─── Entries shown ───

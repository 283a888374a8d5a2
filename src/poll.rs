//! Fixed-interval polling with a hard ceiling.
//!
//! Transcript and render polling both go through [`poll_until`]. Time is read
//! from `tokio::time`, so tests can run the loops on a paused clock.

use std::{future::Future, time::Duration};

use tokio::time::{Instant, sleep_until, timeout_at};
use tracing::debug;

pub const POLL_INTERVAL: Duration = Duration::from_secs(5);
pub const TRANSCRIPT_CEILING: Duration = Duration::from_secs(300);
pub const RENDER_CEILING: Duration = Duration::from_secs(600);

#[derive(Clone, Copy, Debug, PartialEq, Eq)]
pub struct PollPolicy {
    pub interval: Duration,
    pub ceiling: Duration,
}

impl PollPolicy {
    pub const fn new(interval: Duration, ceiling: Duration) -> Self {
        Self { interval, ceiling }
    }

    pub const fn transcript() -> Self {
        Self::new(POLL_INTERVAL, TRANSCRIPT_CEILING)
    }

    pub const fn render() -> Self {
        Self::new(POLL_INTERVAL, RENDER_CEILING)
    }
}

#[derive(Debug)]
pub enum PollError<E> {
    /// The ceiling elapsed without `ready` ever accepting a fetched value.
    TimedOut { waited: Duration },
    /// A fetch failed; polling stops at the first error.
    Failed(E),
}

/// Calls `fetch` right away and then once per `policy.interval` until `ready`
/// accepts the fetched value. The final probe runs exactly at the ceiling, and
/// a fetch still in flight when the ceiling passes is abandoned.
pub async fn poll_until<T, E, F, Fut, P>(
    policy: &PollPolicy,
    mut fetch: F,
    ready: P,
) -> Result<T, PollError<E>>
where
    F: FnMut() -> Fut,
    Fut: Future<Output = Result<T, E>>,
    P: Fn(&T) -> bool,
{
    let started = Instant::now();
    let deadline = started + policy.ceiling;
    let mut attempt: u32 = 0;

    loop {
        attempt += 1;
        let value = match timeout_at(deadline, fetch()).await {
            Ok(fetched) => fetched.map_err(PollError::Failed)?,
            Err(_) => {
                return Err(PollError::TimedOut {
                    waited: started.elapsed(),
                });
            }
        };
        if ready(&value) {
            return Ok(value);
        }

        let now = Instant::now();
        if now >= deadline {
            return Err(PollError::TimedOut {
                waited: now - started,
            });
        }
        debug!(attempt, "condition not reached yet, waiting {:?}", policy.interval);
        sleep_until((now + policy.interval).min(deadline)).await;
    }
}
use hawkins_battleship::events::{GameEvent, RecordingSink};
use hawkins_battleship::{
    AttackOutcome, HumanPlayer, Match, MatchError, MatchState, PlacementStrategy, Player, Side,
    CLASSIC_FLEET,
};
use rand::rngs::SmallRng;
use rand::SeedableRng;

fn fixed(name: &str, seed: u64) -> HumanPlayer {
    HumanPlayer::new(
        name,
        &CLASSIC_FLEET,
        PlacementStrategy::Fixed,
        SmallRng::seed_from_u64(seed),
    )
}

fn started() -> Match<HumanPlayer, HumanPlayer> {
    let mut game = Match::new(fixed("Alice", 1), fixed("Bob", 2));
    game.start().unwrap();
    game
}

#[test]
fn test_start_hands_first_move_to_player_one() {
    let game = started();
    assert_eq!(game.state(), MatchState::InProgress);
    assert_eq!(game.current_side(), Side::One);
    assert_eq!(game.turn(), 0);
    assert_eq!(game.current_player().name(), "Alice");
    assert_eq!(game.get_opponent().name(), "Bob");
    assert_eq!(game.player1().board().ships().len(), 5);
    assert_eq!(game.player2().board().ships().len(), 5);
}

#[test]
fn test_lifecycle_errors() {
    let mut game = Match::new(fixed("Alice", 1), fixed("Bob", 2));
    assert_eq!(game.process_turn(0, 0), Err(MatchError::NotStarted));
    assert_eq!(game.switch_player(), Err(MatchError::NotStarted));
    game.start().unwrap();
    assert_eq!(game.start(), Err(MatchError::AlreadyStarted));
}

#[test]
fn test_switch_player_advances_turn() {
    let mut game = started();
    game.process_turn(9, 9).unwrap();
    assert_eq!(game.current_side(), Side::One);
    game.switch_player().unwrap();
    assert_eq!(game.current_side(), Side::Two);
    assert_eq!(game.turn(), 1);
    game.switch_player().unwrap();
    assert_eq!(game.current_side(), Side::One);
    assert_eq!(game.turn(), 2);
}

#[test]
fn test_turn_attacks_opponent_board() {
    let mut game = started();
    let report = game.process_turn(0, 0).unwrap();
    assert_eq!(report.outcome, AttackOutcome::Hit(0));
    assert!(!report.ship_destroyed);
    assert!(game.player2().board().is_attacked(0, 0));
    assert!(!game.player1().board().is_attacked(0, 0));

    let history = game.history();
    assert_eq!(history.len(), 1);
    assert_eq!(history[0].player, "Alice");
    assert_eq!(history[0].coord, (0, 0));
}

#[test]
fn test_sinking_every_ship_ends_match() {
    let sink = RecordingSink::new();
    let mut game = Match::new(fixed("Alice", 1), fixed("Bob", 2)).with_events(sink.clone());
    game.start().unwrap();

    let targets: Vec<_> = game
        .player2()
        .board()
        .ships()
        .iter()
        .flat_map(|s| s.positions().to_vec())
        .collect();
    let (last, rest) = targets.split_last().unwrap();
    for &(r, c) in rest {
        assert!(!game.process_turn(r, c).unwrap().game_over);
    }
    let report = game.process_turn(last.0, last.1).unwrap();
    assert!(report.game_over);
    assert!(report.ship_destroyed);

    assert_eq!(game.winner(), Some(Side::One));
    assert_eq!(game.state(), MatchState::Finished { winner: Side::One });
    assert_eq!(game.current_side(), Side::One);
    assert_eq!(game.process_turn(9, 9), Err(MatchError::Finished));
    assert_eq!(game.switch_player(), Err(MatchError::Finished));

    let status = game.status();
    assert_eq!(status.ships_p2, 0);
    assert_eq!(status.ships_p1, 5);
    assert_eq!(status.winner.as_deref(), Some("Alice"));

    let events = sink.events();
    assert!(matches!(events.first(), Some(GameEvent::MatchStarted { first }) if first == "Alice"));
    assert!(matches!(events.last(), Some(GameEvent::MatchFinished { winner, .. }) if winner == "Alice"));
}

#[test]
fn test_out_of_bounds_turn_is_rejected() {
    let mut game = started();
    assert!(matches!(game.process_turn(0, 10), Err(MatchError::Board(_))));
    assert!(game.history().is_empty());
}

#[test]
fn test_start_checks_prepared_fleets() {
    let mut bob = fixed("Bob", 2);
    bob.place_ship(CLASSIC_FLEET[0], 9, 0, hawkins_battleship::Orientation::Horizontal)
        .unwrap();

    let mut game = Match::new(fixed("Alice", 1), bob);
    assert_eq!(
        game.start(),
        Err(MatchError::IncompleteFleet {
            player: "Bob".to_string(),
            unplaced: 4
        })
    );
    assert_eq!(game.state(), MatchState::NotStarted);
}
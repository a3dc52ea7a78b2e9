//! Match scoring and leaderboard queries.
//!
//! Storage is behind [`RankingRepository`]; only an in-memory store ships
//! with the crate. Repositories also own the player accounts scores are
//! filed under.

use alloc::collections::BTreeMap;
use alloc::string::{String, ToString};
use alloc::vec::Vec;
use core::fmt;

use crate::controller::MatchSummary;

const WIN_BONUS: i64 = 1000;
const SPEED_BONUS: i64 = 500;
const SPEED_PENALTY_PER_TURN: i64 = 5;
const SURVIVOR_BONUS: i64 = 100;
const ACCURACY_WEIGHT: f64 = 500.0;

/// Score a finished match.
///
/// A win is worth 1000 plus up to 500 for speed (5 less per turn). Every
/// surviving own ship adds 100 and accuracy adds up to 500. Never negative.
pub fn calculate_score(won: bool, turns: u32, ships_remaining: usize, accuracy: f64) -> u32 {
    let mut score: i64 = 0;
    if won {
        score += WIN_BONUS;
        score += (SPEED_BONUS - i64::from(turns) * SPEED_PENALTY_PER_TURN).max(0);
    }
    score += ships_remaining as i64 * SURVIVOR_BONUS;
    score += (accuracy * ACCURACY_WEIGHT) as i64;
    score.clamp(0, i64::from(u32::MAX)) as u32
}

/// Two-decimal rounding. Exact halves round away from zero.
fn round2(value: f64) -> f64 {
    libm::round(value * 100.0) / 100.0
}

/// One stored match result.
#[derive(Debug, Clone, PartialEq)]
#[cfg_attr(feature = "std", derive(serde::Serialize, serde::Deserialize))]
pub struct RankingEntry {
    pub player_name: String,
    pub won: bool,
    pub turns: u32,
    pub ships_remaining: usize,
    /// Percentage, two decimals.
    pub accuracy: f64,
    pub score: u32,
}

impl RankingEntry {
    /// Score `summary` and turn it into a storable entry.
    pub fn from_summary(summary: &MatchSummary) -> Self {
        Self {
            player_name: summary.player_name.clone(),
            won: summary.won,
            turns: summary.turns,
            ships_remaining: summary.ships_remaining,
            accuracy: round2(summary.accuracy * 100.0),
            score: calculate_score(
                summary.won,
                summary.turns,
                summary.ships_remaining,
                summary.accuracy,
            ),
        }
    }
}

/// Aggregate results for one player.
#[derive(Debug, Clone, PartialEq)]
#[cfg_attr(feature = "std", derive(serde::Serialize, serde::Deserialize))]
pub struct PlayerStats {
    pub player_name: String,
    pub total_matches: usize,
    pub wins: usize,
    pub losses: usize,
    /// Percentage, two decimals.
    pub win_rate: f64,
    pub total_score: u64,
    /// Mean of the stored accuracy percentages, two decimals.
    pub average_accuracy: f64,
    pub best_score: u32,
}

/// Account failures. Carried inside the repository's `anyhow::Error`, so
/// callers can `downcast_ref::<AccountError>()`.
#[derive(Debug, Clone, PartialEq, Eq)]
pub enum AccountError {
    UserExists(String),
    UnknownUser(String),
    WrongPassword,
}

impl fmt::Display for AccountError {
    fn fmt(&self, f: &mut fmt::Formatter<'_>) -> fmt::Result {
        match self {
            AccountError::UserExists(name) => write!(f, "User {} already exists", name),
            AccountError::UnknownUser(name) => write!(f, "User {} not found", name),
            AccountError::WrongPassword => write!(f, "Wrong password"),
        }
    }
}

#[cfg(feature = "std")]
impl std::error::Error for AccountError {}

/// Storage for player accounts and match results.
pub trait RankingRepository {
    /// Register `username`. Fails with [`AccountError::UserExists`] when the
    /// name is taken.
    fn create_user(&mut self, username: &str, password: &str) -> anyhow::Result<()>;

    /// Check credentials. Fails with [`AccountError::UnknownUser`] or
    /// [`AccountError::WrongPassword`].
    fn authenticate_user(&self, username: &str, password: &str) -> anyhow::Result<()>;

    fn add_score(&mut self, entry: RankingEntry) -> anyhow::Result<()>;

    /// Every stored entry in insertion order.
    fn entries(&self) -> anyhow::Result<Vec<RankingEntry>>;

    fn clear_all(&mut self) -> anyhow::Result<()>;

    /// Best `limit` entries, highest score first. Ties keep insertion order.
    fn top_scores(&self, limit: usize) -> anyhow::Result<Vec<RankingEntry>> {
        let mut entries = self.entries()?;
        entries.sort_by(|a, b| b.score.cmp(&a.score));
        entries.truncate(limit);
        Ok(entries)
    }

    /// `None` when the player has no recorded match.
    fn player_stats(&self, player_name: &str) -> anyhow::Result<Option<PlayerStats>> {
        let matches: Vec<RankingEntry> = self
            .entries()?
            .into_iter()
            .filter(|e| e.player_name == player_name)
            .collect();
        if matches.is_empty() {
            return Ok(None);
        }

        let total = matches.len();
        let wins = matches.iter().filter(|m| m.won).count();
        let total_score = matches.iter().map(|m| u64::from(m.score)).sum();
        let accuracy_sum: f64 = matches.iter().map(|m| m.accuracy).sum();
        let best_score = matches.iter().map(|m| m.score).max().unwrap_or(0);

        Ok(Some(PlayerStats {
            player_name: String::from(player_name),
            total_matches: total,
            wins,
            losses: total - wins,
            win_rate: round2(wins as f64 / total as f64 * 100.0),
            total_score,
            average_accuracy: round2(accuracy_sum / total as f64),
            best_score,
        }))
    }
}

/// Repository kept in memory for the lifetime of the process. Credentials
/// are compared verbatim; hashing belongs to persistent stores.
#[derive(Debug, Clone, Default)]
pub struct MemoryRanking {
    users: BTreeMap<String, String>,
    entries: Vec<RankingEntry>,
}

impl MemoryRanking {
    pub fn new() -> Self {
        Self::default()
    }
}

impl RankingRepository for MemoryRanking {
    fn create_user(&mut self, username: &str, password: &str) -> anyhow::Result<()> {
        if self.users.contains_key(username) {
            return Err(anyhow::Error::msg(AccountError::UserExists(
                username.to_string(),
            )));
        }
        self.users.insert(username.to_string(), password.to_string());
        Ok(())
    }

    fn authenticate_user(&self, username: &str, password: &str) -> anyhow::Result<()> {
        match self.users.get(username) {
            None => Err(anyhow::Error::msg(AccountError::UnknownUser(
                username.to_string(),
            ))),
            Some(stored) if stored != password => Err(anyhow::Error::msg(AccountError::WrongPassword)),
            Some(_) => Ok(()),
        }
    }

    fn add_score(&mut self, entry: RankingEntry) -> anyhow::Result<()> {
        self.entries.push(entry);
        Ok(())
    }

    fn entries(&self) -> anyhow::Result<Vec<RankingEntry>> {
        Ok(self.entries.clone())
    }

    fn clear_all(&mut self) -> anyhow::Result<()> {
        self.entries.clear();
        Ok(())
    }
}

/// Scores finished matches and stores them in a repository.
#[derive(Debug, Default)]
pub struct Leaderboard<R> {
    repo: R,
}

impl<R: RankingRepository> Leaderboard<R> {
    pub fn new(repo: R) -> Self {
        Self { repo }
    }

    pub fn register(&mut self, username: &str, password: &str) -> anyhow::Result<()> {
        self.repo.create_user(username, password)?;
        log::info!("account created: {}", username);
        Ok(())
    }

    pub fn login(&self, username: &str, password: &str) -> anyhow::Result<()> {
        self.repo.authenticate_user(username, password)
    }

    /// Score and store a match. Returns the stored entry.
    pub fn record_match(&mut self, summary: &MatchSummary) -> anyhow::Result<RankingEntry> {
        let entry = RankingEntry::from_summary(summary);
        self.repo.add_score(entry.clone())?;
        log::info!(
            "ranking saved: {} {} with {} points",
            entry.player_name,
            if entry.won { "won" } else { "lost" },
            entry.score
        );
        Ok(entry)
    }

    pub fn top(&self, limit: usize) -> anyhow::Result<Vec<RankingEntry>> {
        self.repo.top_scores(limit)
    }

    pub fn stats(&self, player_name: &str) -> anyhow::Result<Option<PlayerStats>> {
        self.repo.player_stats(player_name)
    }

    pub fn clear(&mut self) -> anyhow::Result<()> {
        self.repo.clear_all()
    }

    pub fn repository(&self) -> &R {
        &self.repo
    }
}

───

--- Exercise instructions ---
Please copy the lines above from the line with "use alloc::vec::Vec;" up to and including the line with "a storable entry.", exactly as written and with nothing else.

--- Exercise answer ---
use alloc::vec::Vec;
use core::fmt;

use crate::controller::MatchSummary;

const WIN_BONUS: i64 = 1000;
const SPEED_BONUS: i64 = 500;
const SPEED_PENALTY_PER_TURN: i64 = 5;
const SURVIVOR_BONUS: i64 = 100;
const ACCURACY_WEIGHT: f64 = 500.0;

/// Score a finished match.
///
/// A win is worth 1000 plus up to 500 for speed (5 less per turn). Every
/// surviving own ship adds 100 and accuracy adds up to 500. Never negative.
pub fn calculate_score(won: bool, turns: u32, ships_remaining: usize, accuracy: f64) -> u32 {
    let mut score: i64 = 0;
    if won {
        score += WIN_BONUS;
        score += (SPEED_BONUS - i64::from(turns) * SPEED_PENALTY_PER_TURN).max(0);
    }
    score += ships_remaining as i64 * SURVIVOR_BONUS;
    score += (accuracy * ACCURACY_WEIGHT) as i64;
    score.clamp(0, i64::from(u32::MAX)) as u32
}

/// Two-decimal rounding. Exact halves round away from zero.
fn round2(value: f64) -> f64 {
    libm::round(value * 100.0) / 100.0
}

/// One stored match result.
#[derive(Debug, Clone, PartialEq)]
#[cfg_attr(feature = "std", derive(serde::Serialize, serde::Deserialize))]
pub struct RankingEntry {
    pub player_name: String,
    pub won: bool,
    pub turns: u32,
    pub ships_remaining: usize,
    /// Percentage, two decimals.
    pub accuracy: f64,
    pub score: u32,
}

impl RankingEntry {
    /// Score `summary` and turn it into a storable entry.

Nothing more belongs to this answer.